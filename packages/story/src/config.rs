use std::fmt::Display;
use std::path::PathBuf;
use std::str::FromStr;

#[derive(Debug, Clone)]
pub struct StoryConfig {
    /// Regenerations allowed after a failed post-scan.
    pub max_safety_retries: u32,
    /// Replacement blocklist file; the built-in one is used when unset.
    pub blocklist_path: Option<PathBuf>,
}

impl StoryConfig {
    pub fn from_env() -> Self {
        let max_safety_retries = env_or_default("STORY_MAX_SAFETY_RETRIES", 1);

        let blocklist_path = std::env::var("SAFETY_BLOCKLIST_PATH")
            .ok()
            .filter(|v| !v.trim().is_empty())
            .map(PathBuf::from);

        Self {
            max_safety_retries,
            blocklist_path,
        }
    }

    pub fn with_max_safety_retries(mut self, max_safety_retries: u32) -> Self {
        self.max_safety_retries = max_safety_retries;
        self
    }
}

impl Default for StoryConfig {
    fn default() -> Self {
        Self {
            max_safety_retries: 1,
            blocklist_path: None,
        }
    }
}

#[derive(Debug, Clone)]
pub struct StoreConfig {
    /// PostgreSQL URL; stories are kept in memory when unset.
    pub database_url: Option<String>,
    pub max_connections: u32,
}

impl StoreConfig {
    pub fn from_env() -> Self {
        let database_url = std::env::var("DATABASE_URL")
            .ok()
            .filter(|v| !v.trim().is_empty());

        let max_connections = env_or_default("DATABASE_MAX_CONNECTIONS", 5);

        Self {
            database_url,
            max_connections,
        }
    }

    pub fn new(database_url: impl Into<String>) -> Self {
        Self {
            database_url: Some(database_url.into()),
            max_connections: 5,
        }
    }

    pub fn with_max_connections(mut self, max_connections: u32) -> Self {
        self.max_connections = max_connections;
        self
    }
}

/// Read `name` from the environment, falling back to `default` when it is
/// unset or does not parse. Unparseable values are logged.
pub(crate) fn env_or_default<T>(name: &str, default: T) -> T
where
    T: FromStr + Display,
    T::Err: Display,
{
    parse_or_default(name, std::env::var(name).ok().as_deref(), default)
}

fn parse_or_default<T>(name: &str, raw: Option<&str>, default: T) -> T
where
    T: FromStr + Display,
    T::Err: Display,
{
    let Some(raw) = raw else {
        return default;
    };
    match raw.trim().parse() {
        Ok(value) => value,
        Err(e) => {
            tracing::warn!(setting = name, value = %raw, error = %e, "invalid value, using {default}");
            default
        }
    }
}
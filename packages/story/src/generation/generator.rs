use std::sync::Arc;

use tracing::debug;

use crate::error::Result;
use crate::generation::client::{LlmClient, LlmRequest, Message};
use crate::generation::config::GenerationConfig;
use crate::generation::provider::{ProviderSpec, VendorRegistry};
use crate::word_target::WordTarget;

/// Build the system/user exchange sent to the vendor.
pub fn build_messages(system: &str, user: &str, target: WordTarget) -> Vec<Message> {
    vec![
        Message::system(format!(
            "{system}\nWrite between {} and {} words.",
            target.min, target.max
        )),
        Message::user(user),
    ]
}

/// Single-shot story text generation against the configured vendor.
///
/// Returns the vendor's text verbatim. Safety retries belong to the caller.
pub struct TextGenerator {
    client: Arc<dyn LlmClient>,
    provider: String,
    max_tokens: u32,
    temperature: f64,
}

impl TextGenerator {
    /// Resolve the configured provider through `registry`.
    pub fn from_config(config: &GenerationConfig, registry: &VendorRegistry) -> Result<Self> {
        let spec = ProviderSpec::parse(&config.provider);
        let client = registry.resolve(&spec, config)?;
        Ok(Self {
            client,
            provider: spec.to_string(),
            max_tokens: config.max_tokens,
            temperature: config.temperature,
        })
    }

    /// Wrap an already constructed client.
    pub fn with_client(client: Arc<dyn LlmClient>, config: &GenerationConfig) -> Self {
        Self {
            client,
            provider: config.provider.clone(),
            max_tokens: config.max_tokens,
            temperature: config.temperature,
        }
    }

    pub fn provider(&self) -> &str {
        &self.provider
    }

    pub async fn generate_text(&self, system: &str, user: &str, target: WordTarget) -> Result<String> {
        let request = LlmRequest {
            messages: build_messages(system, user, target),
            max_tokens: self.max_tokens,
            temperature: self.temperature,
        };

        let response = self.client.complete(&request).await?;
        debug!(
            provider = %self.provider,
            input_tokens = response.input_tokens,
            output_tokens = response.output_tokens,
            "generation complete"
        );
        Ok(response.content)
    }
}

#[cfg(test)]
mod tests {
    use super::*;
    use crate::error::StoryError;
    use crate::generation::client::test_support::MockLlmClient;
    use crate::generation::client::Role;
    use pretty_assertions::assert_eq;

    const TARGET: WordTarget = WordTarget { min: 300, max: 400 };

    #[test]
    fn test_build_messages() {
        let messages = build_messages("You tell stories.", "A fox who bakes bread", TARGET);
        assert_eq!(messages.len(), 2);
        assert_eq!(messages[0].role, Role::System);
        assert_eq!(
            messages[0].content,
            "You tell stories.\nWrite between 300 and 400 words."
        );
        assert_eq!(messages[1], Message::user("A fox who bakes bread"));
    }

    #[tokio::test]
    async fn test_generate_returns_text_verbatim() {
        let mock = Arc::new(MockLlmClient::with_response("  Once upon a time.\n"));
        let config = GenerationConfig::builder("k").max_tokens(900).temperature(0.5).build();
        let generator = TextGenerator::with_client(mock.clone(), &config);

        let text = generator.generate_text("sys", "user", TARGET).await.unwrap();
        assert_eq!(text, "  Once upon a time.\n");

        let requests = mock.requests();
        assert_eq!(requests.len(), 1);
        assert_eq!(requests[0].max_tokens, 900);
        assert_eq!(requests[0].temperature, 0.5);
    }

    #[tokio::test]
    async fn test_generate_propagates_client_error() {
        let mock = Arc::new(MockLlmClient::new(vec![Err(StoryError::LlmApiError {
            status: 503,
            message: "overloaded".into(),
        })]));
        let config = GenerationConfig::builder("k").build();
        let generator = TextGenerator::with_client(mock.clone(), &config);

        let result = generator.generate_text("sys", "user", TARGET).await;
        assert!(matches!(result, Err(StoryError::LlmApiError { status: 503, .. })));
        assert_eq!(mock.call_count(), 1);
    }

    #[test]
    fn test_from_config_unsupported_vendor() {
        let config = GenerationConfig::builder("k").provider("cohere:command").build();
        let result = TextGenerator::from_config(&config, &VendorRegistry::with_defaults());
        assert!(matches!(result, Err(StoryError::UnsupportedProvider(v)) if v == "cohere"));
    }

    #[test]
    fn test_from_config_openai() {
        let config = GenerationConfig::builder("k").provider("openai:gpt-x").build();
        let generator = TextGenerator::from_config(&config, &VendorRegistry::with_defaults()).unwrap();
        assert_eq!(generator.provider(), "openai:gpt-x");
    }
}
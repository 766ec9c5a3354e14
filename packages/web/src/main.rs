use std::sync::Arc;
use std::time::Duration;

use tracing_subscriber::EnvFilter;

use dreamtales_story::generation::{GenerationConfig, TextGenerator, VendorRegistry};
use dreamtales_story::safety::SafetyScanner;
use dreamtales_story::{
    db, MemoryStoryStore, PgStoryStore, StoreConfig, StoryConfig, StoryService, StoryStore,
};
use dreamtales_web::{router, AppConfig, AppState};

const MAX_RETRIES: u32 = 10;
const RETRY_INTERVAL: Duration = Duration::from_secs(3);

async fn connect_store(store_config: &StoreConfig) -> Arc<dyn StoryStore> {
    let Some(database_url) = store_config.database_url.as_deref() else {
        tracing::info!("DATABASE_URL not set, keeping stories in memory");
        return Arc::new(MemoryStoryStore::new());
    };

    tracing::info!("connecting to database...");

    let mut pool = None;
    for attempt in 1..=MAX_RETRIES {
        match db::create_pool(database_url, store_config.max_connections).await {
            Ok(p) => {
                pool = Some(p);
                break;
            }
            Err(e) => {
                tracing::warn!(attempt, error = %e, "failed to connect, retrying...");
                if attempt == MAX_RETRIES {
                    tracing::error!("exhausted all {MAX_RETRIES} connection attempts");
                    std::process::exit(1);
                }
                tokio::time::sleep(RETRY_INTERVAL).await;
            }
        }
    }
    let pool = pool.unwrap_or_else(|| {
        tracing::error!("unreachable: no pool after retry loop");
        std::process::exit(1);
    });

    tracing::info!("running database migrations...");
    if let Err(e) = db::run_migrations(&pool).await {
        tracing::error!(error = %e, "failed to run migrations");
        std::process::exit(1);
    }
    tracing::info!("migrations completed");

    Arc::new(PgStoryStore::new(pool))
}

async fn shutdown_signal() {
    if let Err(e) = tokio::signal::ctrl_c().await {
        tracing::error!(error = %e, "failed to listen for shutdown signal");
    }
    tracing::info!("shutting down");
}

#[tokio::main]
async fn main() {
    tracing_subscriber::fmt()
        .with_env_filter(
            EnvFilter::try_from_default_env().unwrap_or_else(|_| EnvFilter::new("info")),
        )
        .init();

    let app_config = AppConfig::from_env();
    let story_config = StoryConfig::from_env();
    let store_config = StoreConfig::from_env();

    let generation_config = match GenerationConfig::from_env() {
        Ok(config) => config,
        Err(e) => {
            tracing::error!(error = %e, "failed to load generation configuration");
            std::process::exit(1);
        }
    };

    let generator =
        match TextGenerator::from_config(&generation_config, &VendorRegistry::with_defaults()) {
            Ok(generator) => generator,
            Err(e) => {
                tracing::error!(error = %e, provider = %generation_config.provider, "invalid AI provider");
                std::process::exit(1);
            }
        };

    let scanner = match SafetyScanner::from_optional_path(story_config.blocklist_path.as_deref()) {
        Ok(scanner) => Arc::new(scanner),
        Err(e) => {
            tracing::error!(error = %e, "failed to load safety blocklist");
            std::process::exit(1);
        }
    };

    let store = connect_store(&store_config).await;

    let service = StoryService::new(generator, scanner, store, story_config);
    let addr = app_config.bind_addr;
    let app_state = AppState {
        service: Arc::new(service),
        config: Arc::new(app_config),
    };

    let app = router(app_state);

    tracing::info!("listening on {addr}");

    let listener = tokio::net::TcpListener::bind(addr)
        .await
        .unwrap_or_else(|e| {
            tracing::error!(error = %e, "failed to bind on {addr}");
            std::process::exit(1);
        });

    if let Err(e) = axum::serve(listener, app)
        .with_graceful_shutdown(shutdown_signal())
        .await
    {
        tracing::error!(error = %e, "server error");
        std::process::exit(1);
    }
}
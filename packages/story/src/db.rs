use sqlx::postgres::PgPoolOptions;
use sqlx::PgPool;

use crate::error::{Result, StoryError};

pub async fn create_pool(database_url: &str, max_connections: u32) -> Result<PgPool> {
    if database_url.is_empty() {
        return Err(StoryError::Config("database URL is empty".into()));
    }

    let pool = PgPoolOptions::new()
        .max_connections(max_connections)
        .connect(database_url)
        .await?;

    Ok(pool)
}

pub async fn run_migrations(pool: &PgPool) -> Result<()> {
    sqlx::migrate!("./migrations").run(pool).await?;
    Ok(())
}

--

Aim of the task -
Go through the data, and copy each line in which the word "LlmApiError" appears.

Task answer -
        let mock = Arc::new(MockLlmClient::new(vec![Err(StoryError::LlmApiError {
        assert!(matches!(result, Err(StoryError::LlmApiError { status: 503, .. })));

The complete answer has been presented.